What to produce |
Repeat the records word for word.

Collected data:
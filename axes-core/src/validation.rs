//! Field constraints for access records.
//!
//! Lengths are counted in characters, not bytes. Storage backends call
//! [`validate_access_record`] before inserting so oversized values are
//! rejected the same way on every backend.

use crate::{NewAccessRecord, error::ValidationError};

pub const MAX_USER_AGENT_LENGTH: usize = 255;
pub const MAX_USERNAME_LENGTH: usize = 255;
pub const MAX_HTTP_ACCEPT_LENGTH: usize = 1025;
pub const MAX_PATH_INFO_LENGTH: usize = 255;

/// Checks that `value` fits in `max` characters
pub fn validate_length(field: &'static str, value: &str, max: usize) -> Result<(), ValidationError> {
    let actual = value.chars().count();
    if actual > max {
        return Err(ValidationError::FieldTooLong { field, max, actual });
    }
    Ok(())
}

pub fn validate_access_record(record: &NewAccessRecord) -> Result<(), ValidationError> {
    validate_length("user_agent", &record.user_agent, MAX_USER_AGENT_LENGTH)?;
    if let Some(username) = &record.username {
        validate_length("username", username, MAX_USERNAME_LENGTH)?;
    }
    validate_length("http_accept", &record.http_accept, MAX_HTTP_ACCEPT_LENGTH)?;
    validate_length("path_info", &record.path_info, MAX_PATH_INFO_LENGTH)?;
    Ok(())
}

#[cfg(test)]
mod tests {
    use super::*;

    fn record() -> NewAccessRecord {
        NewAccessRecord::builder()
            .user_agent("Mozilla/5.0")
            .username("alice")
            .http_accept("text/html")
            .path_info("/login")
            .build()
            .unwrap()
    }

    #[test]
    fn test_valid_record() {
        assert!(validate_access_record(&record()).is_ok());
    }

    #[test]
    fn test_limits_are_inclusive() {
        let mut r = record();
        r.user_agent = "a".repeat(MAX_USER_AGENT_LENGTH);
        r.http_accept = "b".repeat(MAX_HTTP_ACCEPT_LENGTH);
        r.path_info = "c".repeat(MAX_PATH_INFO_LENGTH);
        r.username = Some("d".repeat(MAX_USERNAME_LENGTH));
        assert!(validate_access_record(&r).is_ok());
    }

    #[test]
    fn test_too_long_fields() {
        let mut r = record();
        r.http_accept = "x".repeat(MAX_HTTP_ACCEPT_LENGTH + 1);
        match validate_access_record(&r).unwrap_err() {
            ValidationError::FieldTooLong { field, max, actual } => {
                assert_eq!(field, "http_accept");
                assert_eq!(max, 1025);
                assert_eq!(actual, 1026);
            }
            other => panic!("Expected FieldTooLong, got {other:?}"),
        }

        let mut r = record();
        r.username = Some("u".repeat(256));
        assert!(matches!(
            validate_access_record(&r),
            Err(ValidationError::FieldTooLong { field: "username", .. })
        ));
    }

    #[test]
    fn test_length_counts_characters() {
        // 255 two-byte characters still fit
        let value = "ж".repeat(255);
        assert!(validate_length("path_info", &value, MAX_PATH_INFO_LENGTH).is_ok());
    }
}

Problem solution |
filename axes-core/src/validation.rs
//! Field constraints for access records.
//!
//! Lengths are counted in characters, not bytes. Storage backends call
//! [`validate_access_record`] before inserting so oversized values are
//! rejected the same way on every backend.

use crate::{NewAccessRecord, error::ValidationError};

pub const MAX_USER_AGENT_LENGTH: usize = 255;
pub const MAX_USERNAME_LENGTH: usize = 255;
pub const MAX_HTTP_ACCEPT_LENGTH: usize = 1025;
pub const MAX_PATH_INFO_LENGTH: usize = 255;

/// Checks that `value` fits in `max` characters
pub fn validate_length(field: &'static str, value: &str, max: usize) -> Result<(), ValidationError> {
    let actual = value.chars().count();
    if actual > max {
        return Err(ValidationError::FieldTooLong { field, max, actual });
    }
    Ok(())
}

pub fn validate_access_record(record: &NewAccessRecord) -> Result<(), ValidationError> {
    validate_length("user_agent", &record.user_agent, MAX_USER_AGENT_LENGTH)?;
    if let Some(username) = &record.username {
        validate_length("username", username, MAX_USERNAME_LENGTH)?;
    }
    validate_length("http_accept", &record.http_accept, MAX_HTTP_ACCEPT_LENGTH)?;
    validate_length("path_info", &record.path_info, MAX_PATH_INFO_LENGTH)?;
    Ok(())
}

#[cfg(test)]
mod tests {
    use super::*;

    fn record() -> NewAccessRecord {
        NewAccessRecord::builder()
            .user_agent("Mozilla/5.0")
            .username("alice")
            .http_accept("text/html")
            .path_info("/login")
            .build()
            .unwrap()
    }

    #[test]
    fn test_valid_record() {
        assert!(validate_access_record(&record()).is_ok());
    }

    #[test]
    fn test_limits_are_inclusive() {
        let mut r = record();
        r.user_agent = "a".repeat(MAX_USER_AGENT_LENGTH);
        r.http_accept = "b".repeat(MAX_HTTP_ACCEPT_LENGTH);
        r.path_info = "c".repeat(MAX_PATH_INFO_LENGTH);
        r.username = Some("d".repeat(MAX_USERNAME_LENGTH));
        assert!(validate_access_record(&r).is_ok());
    }

    #[test]
    fn test_too_long_fields() {
        let mut r = record();
        r.http_accept = "x".repeat(MAX_HTTP_ACCEPT_LENGTH + 1);
        match validate_access_record(&r).unwrap_err() {
            ValidationError::FieldTooLong { field, max, actual } => {
                assert_eq!(field, "http_accept");
                assert_eq!(max, 1025);
                assert_eq!(actual, 1026);
            }
            other => panic!("Expected FieldTooLong, got {other:?}"),
        }

        let mut r = record();
        r.username = Some("u".repeat(256));
        assert!(matches!(
            validate_access_record(&r),
            Err(ValidationError::FieldTooLong { field: "username", .. })
        ));
    }

    #[test]
    fn test_length_counts_characters() {
        // 255 two-byte characters still fit
        let value = "ж".repeat(255);
        assert!(validate_length("path_info", &value, MAX_PATH_INFO_LENGTH).is_ok());
    }
}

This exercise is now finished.